> WHAT YOU SHOULD DO
Every line in the listing below that holds the word "DateRange" should be returned.
_ _ _ _ _ _ _
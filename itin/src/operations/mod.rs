//! Service operations over trips and events.
//!
//! This layer owns input validation and the mapping from store-level absence
//! (`Ok(None)`, `false`) to [`crate::Error::NotFound`]. Stores stay mechanical;
//! every business rule lives here or in [`crate::timeline`].
//!
//! # Examples
//!
//! ```no_run
//! use chrono::NaiveDate;
//! use itin::database::{Database, DatabaseConfig};
//! use itin::operations::{EventDraft, EventOperations, TripOperations};
//! use itin::DateRange;
//!
//! let mut db = Database::open(DatabaseConfig::new("/tmp/itin.db")).unwrap();
//!
//! let dates = DateRange::new(
//!     NaiveDate::from_ymd_opt(2026, 5, 1).unwrap(),
//!     NaiveDate::from_ymd_opt(2026, 5, 10).unwrap(),
//! )
//! .unwrap();
//! let trip = TripOperations::create(&mut db, "Lisbon", "Portugal", &dates).unwrap();
//!
//! let day = NaiveDate::from_ymd_opt(2026, 5, 1).unwrap();
//! let draft = EventDraft::new(trip.id, "Castle of São Jorge").with_times(
//!     day.and_hms_opt(10, 0, 0).unwrap(),
//!     day.and_hms_opt(12, 0, 0).unwrap(),
//! );
//! let event = EventOperations::create(&mut db, &draft).unwrap();
//! assert_eq!(event.trip_id, trip.id);
//! ```

pub mod events;
pub mod init;
pub mod trips;

pub use events::{EventDraft, EventOperations, EventPatch};
pub use init::{init_database, InitOptions, InitResult};
pub use trips::{TripOperations, TripPatch};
_ _ _ _ _ _ _
> RESPONSE TO THE EXERCISE
//! use itin::DateRange;
//! let dates = DateRange::new(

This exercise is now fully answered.